NVIDIA · cdm114514 · Mar 21, 2024
diff --git a/csrc/multi_tensor_adam.cu b/csrc/multi_tensor_adam.cu
@@ -26,7 +26,7 @@ struct AdamFunctor
    __device__ __forceinline__ void operator()(
     index_t chunk_size,
     volatile int* noop_gmem,
-    TensorListMetadata<4>& tl,
+    TensorListMetadata<4, index_t>& tl,
     const float beta1,
     const float beta2,
     const float beta1_correction,
@@ -399,7 +399,7 @@ void multi_tensor_adam_cuda(
     // Assume single type across p,g,m1,m2 now
     DISPATCH_DOUBLE_FLOAT_HALF_AND_BFLOAT(
       tensor_lists[0][0].scalar_type(), 0, "adam",
-      multi_tensor_apply<4>(
+      multi_tensor_apply64<4>(
         (int64_t) BLOCK_SIZE,
         (int64_t) chunk_size,
         noop_flag,

diff --git a/csrc/multi_tensor_apply.cuh b/csrc/multi_tensor_apply.cuh
@@ -14,14 +14,17 @@
 
 // TODO:  Kernel arg size limit may be <4KB for some other cards (ie Jetson)

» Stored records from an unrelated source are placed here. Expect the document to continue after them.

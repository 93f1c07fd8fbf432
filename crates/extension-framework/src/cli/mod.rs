//! Option sets for extension controller managers.
//!
//! Every subsystem of an extension (REST connection, manager, each controller, the webhook
//! server, ...) is configured through its own [`OptionSet`]. An option set registers its flags
//! with a shared [`Flags`] sink and, once the command line was parsed, produces an immutable
//! completed view of itself via [`OptionSet::complete`]. The completed view is the only way to
//! read the resolved configuration, which makes it impossible to use partially parsed values.
//!
//! Option sets are combined with [`OptionAggregator`], which itself is an option set. Flags of
//! a member can be namespaced using [`prefix_option`], so that the same option set type can be
//! used multiple times within one command:
//!
//! ```
//! use extension_framework::cli::{ControllerOptions, Flags, OptionAggregator, OptionSet, prefix_option};
//!
//! let options = OptionAggregator::new((
//!     prefix_option("controlplane-", ControllerOptions::new(5)),
//!     prefix_option("healthcheck-", ControllerOptions::new(1)),
//! ));
//!
//! let mut flags = Flags::new("my-controller-manager");
//! options.add_flags(&mut flags);
//!
//! let parsed = flags
//!     .try_parse_from(["my-controller-manager", "--healthcheck-max-concurrent-reconciles", "3"])
//!     .unwrap();
//! let (controlplane, healthcheck) = options.complete(&parsed.view()).unwrap();
//!
//! assert_eq!(controlplane.max_concurrent_reconciles, 5);
//! assert_eq!(healthcheck.max_concurrent_reconciles, 3);
//! ```
use std::path::PathBuf;

use clap::{Arg, ArgAction, ArgMatches, Command, parser::MatchesError, value_parser};
use snafu::{ResultExt, Snafu};

mod controller;
mod manager;
mod rest;
mod switch;

pub use controller::*;
pub use manager::*;
pub use rest::*;
pub use switch::*;

#[derive(Debug, Snafu)]
pub enum ConfigError {
    #[snafu(display("failed to parse command line arguments"))]
    ParseArguments { source: clap::Error },

    #[snafu(display("failed to read value of flag {flag:?}"))]
    ReadFlag { source: MatchesError, flag: String },

    #[snafu(display("required flag {flag:?} is not set"))]
    MissingFlag { flag: String },

    #[snafu(display("invalid value for flag {flag:?}: {reason}"))]
    #[snafu(visibility(pub(crate)))]
    InvalidValue { flag: String, reason: String },

    #[snafu(display("flags {first:?} and {second:?} are mutually exclusive"))]
    MutuallyExclusive { first: String, second: String },

    #[snafu(display("unknown name {name:?} passed to {flag:?}, known names are {known:?}"))]
    UnknownSwitch {
        flag: String,
        name: String,
        known: Vec<String>,
    },

    #[snafu(display("failed to read config file {path:?}"))]
    ReadConfigFile {
        source: std::io::Error,
        path: PathBuf,
    },

    #[snafu(display("failed to deserialize config file {path:?}"))]
    DeserializeConfigFile {
        source: serde_yaml::Error,
        path: PathBuf,
    },

    #[snafu(display("invalid config file {path:?}: {reason}"))]
    InvalidConfigFile { path: PathBuf, reason: String },
}

/// A self-contained, parseable and validatable configuration unit of one subsystem.
pub trait OptionSet {
    /// The resolved, read-only view produced by [`OptionSet::complete`].
    type Completed;

    /// Registers all recognized flags with the given sink.
    fn add_flags(&self, flags: &mut Flags);

    /// Validates the parsed values and returns the completed view.
    fn complete(&self, flags: &ParsedFlags<'_>) -> Result<Self::Completed, ConfigError>;
}

/// The sink option sets register their flags with.
///
/// Flags added while a prefix is active (see [`Flags::with_prefix`]) get their id and long name
/// prefixed.
#[derive(Debug)]
pub struct Flags {
    command: Command,
    prefix: String,
}

impl Flags {
    pub fn new(name: impl Into<String>) -> Self {
        Self {
            command: Command::new(name.into()),
            prefix: String::new(),
        }
    }

    /// Adds a single flag, applying the currently active prefix.
    pub fn add(&mut self, arg: Arg) {
        let arg = if self.prefix.is_empty() {
            arg
        } else {
            let id = format!("{prefix}{id}", prefix = self.prefix, id = arg.get_id());
            let long = arg
                .get_long()
                .map(|long| format!("{prefix}{long}", prefix = self.prefix));

            match long {
                Some(long) => arg.id(id).long(long),
                None => arg.id(id),
            }
        };

        self.command = std::mem::take(&mut self.command).arg(arg);
    }

    /// Runs `f` with `prefix` appended to the currently active prefix.
    pub fn with_prefix(&mut self, prefix: &str, f: impl FnOnce(&mut Self)) {
        let outer_len = self.prefix.len();
        self.prefix.push_str(prefix);
        f(self);
        self.prefix.truncate(outer_len);
    }

    pub fn command(&self) -> &Command {
        &self.command
    }

    /// Parses the process arguments. Prints help or usage errors and exits on failure, like any
    /// other clap based CLI.
    pub fn parse(self) -> ParsedArguments {
        ParsedArguments {
            matches: self.command.get_matches(),
        }
    }

    pub fn try_parse_from<I, T>(self, args: I) -> Result<ParsedArguments, ConfigError>
    where
        I: IntoIterator<Item = T>,
        T: Into<std::ffi::OsString> + Clone,
    {
        let matches = self
            .command
            .try_get_matches_from(args)
            .context(ParseArgumentsSnafu)?;

        Ok(ParsedArguments { matches })
    }
}

/// The parsed command line, owned.
#[derive(Debug)]
pub struct ParsedArguments {
    matches: ArgMatches,
}

impl ParsedArguments {
    /// Returns the unprefixed view option sets complete from.
    pub fn view(&self) -> ParsedFlags<'_> {
        ParsedFlags {
            matches: &self.matches,
            prefix: String::new(),
        }
    }
}

/// A (possibly prefixed) view onto the parsed command line.
#[derive(Debug, Clone)]
pub struct ParsedFlags<'a> {
    matches: &'a ArgMatches,
    prefix: String,
}

impl ParsedFlags<'_> {
    /// Returns a view which resolves flag ids with `prefix` appended to the current prefix.
    pub fn with_prefix(&self, prefix: &str) -> Self {
        Self {
            matches: self.matches,
            prefix: format!("{}{prefix}", self.prefix),
        }
    }

    /// The fully qualified id of a flag, as it appears on the command line (without dashes).
    pub fn qualified(&self, id: &str) -> String {
        format!("{}{id}", self.prefix)
    }

    pub fn get_one<T>(&self, id: &str) -> Result<Option<T>, ConfigError>
    where
        T: Clone + Send + Sync + 'static,
    {
        let flag = self.qualified(id);
        let value = self
            .matches
            .try_get_one::<T>(&flag)
            .context(ReadFlagSnafu { flag: flag.clone() })?;

        Ok(value.cloned())
    }

    pub fn get_required<T>(&self, id: &str) -> Result<T, ConfigError>
    where
        T: Clone + Send + Sync + 'static,
    {
        self.get_one(id)?.ok_or_else(|| ConfigError::MissingFlag {
            flag: self.qualified(id),
        })
    }

    pub fn get_many<T>(&self, id: &str) -> Result<Vec<T>, ConfigError>
    where
        T: Clone + Send + Sync + 'static,
    {
        let flag = self.qualified(id);
        let values = self
            .matches
            .try_get_many::<T>(&flag)
            .context(ReadFlagSnafu { flag: flag.clone() })?;

        Ok(values.map(|values| values.cloned().collect()).unwrap_or_default())
    }
}

/// Builds a boolean flag accepting `--name`, `--name=true` and `--name=false`.
pub fn bool_flag(name: &'static str, default: bool, help: &'static str) -> Arg {
    Arg::new(name)
        .long(name)
        .help(help)
        .value_parser(value_parser!(bool))
        .num_args(0..=1)
        .require_equals(true)
        .default_value(if default { "true" } else { "false" })
        .default_missing_value("true")
        .action(ArgAction::Set)
}

/// Composes several option sets into one.
///
/// The members are stored as a tuple. Flags are added and values are completed in tuple order,
/// the completed view is the tuple of the members' completed views.
#[derive(Debug)]
pub struct OptionAggregator<T>(T);

impl<T> OptionAggregator<T> {
    pub fn new(members: T) -> Self {
        Self(members)
    }
}

macro_rules! impl_option_set_for_aggregator {
    ($($member:ident: $index:tt),+) => {
        impl<$($member: OptionSet),+> OptionSet for OptionAggregator<($($member,)+)> {
            type Completed = ($($member::Completed,)+);

            fn add_flags(&self, flags: &mut Flags) {
                $(self.0.$index.add_flags(flags);)+
            }

            fn complete(&self, flags: &ParsedFlags<'_>) -> Result<Self::Completed, ConfigError> {
                Ok(($(self.0.$index.complete(flags)?,)+))
            }
        }
    };
}

impl_option_set_for_aggregator!(A: 0);
impl_option_set_for_aggregator!(A: 0, B: 1);
impl_option_set_for_aggregator!(A: 0, B: 1, C: 2);
impl_option_set_for_aggregator!(A: 0, B: 1, C: 2, D: 3);
impl_option_set_for_aggregator!(A: 0, B: 1, C: 2, D: 3, E: 4);
impl_option_set_for_aggregator!(A: 0, B: 1, C: 2, D: 3, E: 4, F: 5);
impl_option_set_for_aggregator!(A: 0, B: 1, C: 2, D: 3, E: 4, F: 5, G: 6);
impl_option_set_for_aggregator!(A: 0, B: 1, C: 2, D: 3, E: 4, F: 5, G: 6, H: 7);
impl_option_set_for_aggregator!(A: 0, B: 1, C: 2, D: 3, E: 4, F: 5, G: 6, H: 7, I: 8);
impl_option_set_for_aggregator!(A: 0, B: 1, C: 2, D: 3, E: 4, F: 5, G: 6, H: 7, I: 8, J: 9);
impl_option_set_for_aggregator!(A: 0, B: 1, C: 2, D: 3, E: 4, F: 5, G: 6, H: 7, I: 8, J: 9, K: 10);
impl_option_set_for_aggregator!(A: 0, B: 1, C: 2, D: 3, E: 4, F: 5, G: 6, H: 7, I: 8, J: 9, K: 10, L: 11);

/// An option set whose flags are namespaced with a prefix. See [`prefix_option`].
#[derive(Debug)]
pub struct Prefixed<O> {
    prefix: String,
    inner: O,
}

/// Wraps `inner` so that all its flags are registered (and read) as `<prefix><name>`.
pub fn prefix_option<O: OptionSet>(prefix: impl Into<String>, inner: O) -> Prefixed<O> {
    Prefixed {
        prefix: prefix.into(),
        inner,
    }
}

impl<O: OptionSet> OptionSet for Prefixed<O> {
    type Completed = O::Completed;

    fn add_flags(&self, flags: &mut Flags) {
        flags.with_prefix(&self.prefix, |flags| self.inner.add_flags(flags));
    }

    fn complete(&self, flags: &ParsedFlags<'_>) -> Result<Self::Completed, ConfigError> {
        self.inner.complete(&flags.with_prefix(&self.prefix))
    }
}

 constexpr int depth_to_max_tensors[6] = {110, 64, 48, 36, 30, 24};
+constexpr int depth_to_max_tensors64[6] = {55, 32, 24, 18, 15, 12};
 constexpr int depth_to_max_blocks[6] = {320, 320, 320, 320, 320, 320};
 
-template<int n> struct TensorListMetadata
+template<int n, typename T = int32_t> struct TensorListMetadata
 {
-  void* addresses[n][depth_to_max_tensors[n-1]];
-  int sizes[depth_to_max_tensors[n-1]];
+  static constexpr int max_tensors = std::is_same<T, int64_t>::value ? depth_to_max_tensors64[n-1] : depth_to_max_tensors[n-1];
+
+  void* addresses[n][max_tensors];
+  T sizes[max_tensors];
   unsigned char block_to_tensor[depth_to_max_blocks[n-1]];
-  int block_to_chunk[depth_to_max_blocks[n-1]]; // I fear this needs to be a full int.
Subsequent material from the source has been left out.